Metabolic Diversity

Introduction to Metabolic Diversity

Microorganisms exhibit a remarkable diversity in their metabolic pathways, allowing them to thrive in a wide range of environments. This diversity is fundamental to their ecological success and underpins many biogeochemical cycles.

• Heterotrophs: Organisms that obtain energy by consuming organic compounds. Includes fermenters, aerobes, and anaerobes.

• Aerobic vs. Anaerobic Respiration:

  • Anaerobic: Yields less energy and is less competitive; common in habitats where oxygen is quickly depleted.

  • Aerobic: More energy-efficient due to the use of oxygen as the terminal electron acceptor.

• Reverse Electron Transport: Some chemolithotrophs and autotrophs lack reducing power and must use energy to drive endergonic reduction reactions, often by dissipating the proton motive force (PMF).

Assimilative vs. Dissimilative Metabolism

Microbes use two main strategies to process inorganic nutrients: assimilative and dissimilative metabolism.

• Assimilative Processes:

  • Incorporate inorganic nutrients into biomass (e.g., nitrogen, sulfur, carbon).

  • Require energy input (ATP and reducing power).

  • Essential for biosynthesis of cellular components.

• Dissimilative Processes:

  • Conserve energy by using inorganic compounds as electron acceptors.

  • Reduced products are excreted from the cell.

  • Common in anaerobic respiration (e.g., nitrate, sulfate reduction).

• Nitrogen Assimilation: The most important assimilative process, as nitrogen is essential for proteins and nucleic acids.

Anabolism

Overview of Anabolism

Anabolism refers to the biosynthetic processes that build complex molecules from simpler ones, requiring energy and reducing power. These processes are essential for cell growth, maintenance, and reproduction.

• Synthesis of Complex Molecules: Includes nucleic acids, proteins, polysaccharides, and lipids.

• Turnover: Cellular constituents are continually degraded and resynthesized to maintain cellular function.

• Energy Requirement: Anabolic reactions are energy-intensive, often requiring ATP, NADPH, and other cofactors.

• Balance with Catabolism: The rate of biosynthesis is typically balanced with the rate of catabolism to maintain cellular homeostasis.

Examples of Anabolic Processes

Biosynthesis in E. coli

The table below illustrates the biosynthetic capacity of Escherichia coli during rapid growth:

Additional info: This table demonstrates the high metabolic activity and biosynthetic demands of rapidly growing bacterial cells.

Principles Governing Biosynthesis

General Principles

• Macromolecules are synthesized from a limited set of simple structural units (monomers).

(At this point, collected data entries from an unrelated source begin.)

//! Backend descriptors and router configuration.
//!
//! A descriptor names a plugin and carries the options used to construct
//! it. Two input shapes are accepted: the array form, where every entry
//! must carry its own `displayName`, and the legacy map form keyed by
//! display name.

use super::ScmDomainError;
use serde::{Deserialize, Serialize};
use serde_json::{Map, Value};

/// Option key holding a backend's human-readable name.
pub const DISPLAY_NAME_KEY: &str = "displayName";

/// Free-form plugin settings, always a JSON object.
#[derive(Debug, Clone, Default, PartialEq, Serialize, Deserialize)]
#[serde(transparent)]
pub struct PluginOptions(Map<String, Value>);

impl PluginOptions {
    /// Creates an empty option set.
    #[must_use]
    pub fn new() -> Self {
        Self::default()
    }

    /// Wraps an existing JSON object.
    #[must_use]
    pub const fn from_map(map: Map<String, Value>) -> Self {
        Self(map)
    }

    /// Converts a JSON value into options.
    ///
    /// `null` is treated as an empty option set.
    ///
    /// # Errors
    ///
    /// Returns [`ScmDomainError::InvalidOptions`] when the value is neither an
    /// object nor `null`.
    pub fn from_value(plugin: &str, value: Value) -> Result<Self, ScmDomainError> {
        match value {
            Value::Object(map) => Ok(Self(map)),
            Value::Null => Ok(Self::new()),
            _ => Err(ScmDomainError::InvalidOptions {
                plugin: plugin.to_owned(),
            }),
        }
    }

    /// Sets a single option, replacing any previous value.
    #[must_use]
    pub fn with(mut self, key: impl Into<String>, value: impl Into<Value>) -> Self {
        self.0.insert(key.into(), value.into());
        self
    }

    /// Returns the raw value for `key`.
    #[must_use]
    pub fn get(&self, key: &str) -> Option<&Value> {
        self.0.get(key)
    }

    /// Returns the value for `key` when it is a string.
    #[must_use]
    pub fn get_str(&self, key: &str) -> Option<&str> {
        self.0.get(key).and_then(Value::as_str)
    }

    /// Returns the configured display name, if present and non-blank.
    #[must_use]
    pub fn display_name(&self) -> Option<&str> {
        self.get_str(DISPLAY_NAME_KEY)
            .map(str::trim)
            .filter(|name| !name.is_empty())
    }

    /// Layers these options over `shared`.
    ///
    /// Keys present here win; keys only present in `shared` are inherited.
    #[must_use]
    pub fn layered_over(&self, shared: &Self) -> Self {
        let mut merged = shared.0.clone();
        merged.extend(self.0.iter().map(|(key, value)| (key.clone(), value.clone())));
        Self(merged)
    }

    /// Returns the underlying JSON object.
    #[must_use]
    pub const fn as_map(&self) -> &Map<String, Value> {
        &self.0
    }

    /// Consumes the options, returning a JSON object value.
    #[must_use]
    pub fn into_value(self) -> Value {
        Value::Object(self.0)
    }
}

/// A validated request to load one backend plugin.
#[derive(Debug, Clone, PartialEq)]
pub struct ScmDescriptor {
    plugin: String,
    config: PluginOptions,
}

impl ScmDescriptor {
    /// Creates an array-form descriptor.
    ///
    /// The plugin name is trimmed. The config must carry a non-blank
    /// `displayName`.
    ///
    /// # Errors
    ///
    /// Returns [`ScmDomainError::EmptyPluginName`] when the plugin name is
    /// blank, or [`ScmDomainError::MissingDisplayName`] when the config has no
    /// display name.
    pub fn new(plugin: impl Into<String>, config: PluginOptions) -> Result<Self, ScmDomainError> {
        let plugin_name = normalize_plugin(plugin.into())?;
        if config.display_name().is_none() {
            return Err(ScmDomainError::MissingDisplayName {
                plugin: plugin_name,
            });
        }
        Ok(Self {
            plugin: plugin_name,
            config,
        })
    }

    /// Creates a legacy map-form descriptor.
    ///
    /// `display_name` is the map key; it fills in `displayName` when the
    /// config does not provide one.
    ///
    /// # Errors
    ///
    /// Returns [`ScmDomainError::EmptyPluginName`] when the plugin name is
    /// blank, or [`ScmDomainError::MissingDisplayName`] when neither the key
    /// nor the config supplies a display name.
    pub fn from_legacy(
        display_name: &str,
        plugin: impl Into<String>,
        config: PluginOptions,
    ) -> Result<Self, ScmDomainError> {
        let with_name = if config.display_name().is_some() {
            config
        } else {
            config.with(DISPLAY_NAME_KEY, display_name.trim())
        };
        Self::new(plugin, with_name)
    }

    /// Returns the plugin name.
    #[must_use]
    pub fn plugin(&self) -> &str {
        &self.plugin
    }

    /// Returns the plugin-specific options.
    #[must_use]
    pub const fn config(&self) -> &PluginOptions {
        &self.config
    }
}

fn normalize_plugin(raw: String) -> Result<String, ScmDomainError> {
    let trimmed = raw.trim();
    if trimmed.is_empty() {
        return Err(ScmDomainError::EmptyPluginName);
    }
    Ok(trimmed.to_owned())
}

/// Router construction input: descriptors plus options shared by all of them.
#[derive(Debug, Clone, Default, PartialEq)]
pub struct RouterConfig {
    shared: PluginOptions,
    descriptors: Vec<ScmDescriptor>,
}

#[derive(Deserialize)]
struct RawRouterConfig {
    #[serde(default)]
    ecosystem: Option<Map<String, Value>>,
    scms: RawDescriptors,
}

#[derive(Deserialize)]
#[serde(untagged)]
enum RawDescriptors {
    List(Vec<RawDescriptor>),
    Legacy(Map<String, Value>),
}

#[derive(Deserialize)]
struct RawDescriptor {
    plugin: String,
    #[serde(default)]
    config: Value,
}

impl RouterConfig {
    /// Creates a configuration from validated descriptors.
    #[must_use]
    pub fn new(descriptors: Vec<ScmDescriptor>) -> Self {
        Self {
            shared: PluginOptions::new(),
            descriptors,
        }
    }

    /// Sets options merged underneath every descriptor's own config.
    #[must_use]
    pub fn with_shared(mut self, shared: PluginOptions) -> Self {
        self.shared = shared;
        self
    }

    /// Parses a configuration document.
    ///
    /// Accepts `{"ecosystem": {...}, "scms": [...]}` or the legacy form
    /// `{"scms": {"<displayName>": {...}}}`. Legacy entries keep the order in
    /// which they appear in the document.
    ///
    /// # Errors
    ///
    /// Returns [`ScmDomainError::InvalidDescriptors`] when the document does
    /// not match either shape, or the descriptor validation errors of
    /// [`ScmDescriptor::new`] for individual entries.
    pub fn from_value(value: Value) -> Result<Self, ScmDomainError> {
        let raw: RawRouterConfig = serde_json::from_value(value)
            .map_err(|err| ScmDomainError::InvalidDescriptors(err.to_string()))?;

        let descriptors = match raw.scms {
            RawDescriptors::List(entries) => entries
                .into_iter()
                .map(|entry| {
                    let config = PluginOptions::from_value(&entry.plugin, entry.config)?;
                    ScmDescriptor::new(entry.plugin, config)
                })
                .collect::<Result<Vec<_>, _>>()?,
            RawDescriptors::Legacy(entries) => entries
                .into_iter()
                .map(|(display_name, raw_entry)| {
                    let entry: RawDescriptor = serde_json::from_value(raw_entry)
                        .map_err(|err| ScmDomainError::InvalidDescriptors(err.to_string()))?;
                    let config = PluginOptions::from_value(&entry.plugin, entry.config)?;
                    ScmDescriptor::from_legacy(&display_name, entry.plugin, config)
                })
                .collect::<Result<Vec<_>, _>>()?,
        };

        Ok(Self {
            shared: PluginOptions(raw.ecosystem.unwrap_or_default()),
            descriptors,
        })
    }

    /// Returns the shared options.
    #[must_use]
    pub const fn shared(&self) -> &PluginOptions {
        &self.shared
    }

    /// Returns the descriptors in load order.
    #[must_use]
    pub fn descriptors(&self) -> &[ScmDescriptor] {
        &self.descriptors
    }
}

• Cells use genetic storage capacity, biosynthetic raw material, and energy efficiently.

• All proteins are composed of 20 common amino acids.

• Most cell structures are built from approximately 30 small precursors.

Amphibolic Pathways

• Some enzymes are used for both catabolism and anabolism (amphibolic enzymes).

• Glycolytic enzymes are involved in both the synthesis and degradation of carbohydrates.

• Catabolic and anabolic pathways are not always identical, despite sharing many enzymes; they are independently regulated.

Regulation and Compartmentalization

• Breakdown of ATP is coupled to certain reactions in biosynthetic pathways to drive them forward.

• Electrons (from NADPH) drive biosynthetic reactions to completion.

• In eukaryotes, anabolic and catabolic reactions are often compartmentalized in different organelles, allowing simultaneous but independent operation (e.g., fatty acid synthesis in the cytoplasm, oxidation in mitochondria).

Cofactors and Reducing Power

• Catabolism produces NADH, which is used as an electron donor for anabolism.

• Macromolecular assemblies (e.g., ribosomes) are often formed by self-assembly from smaller molecules.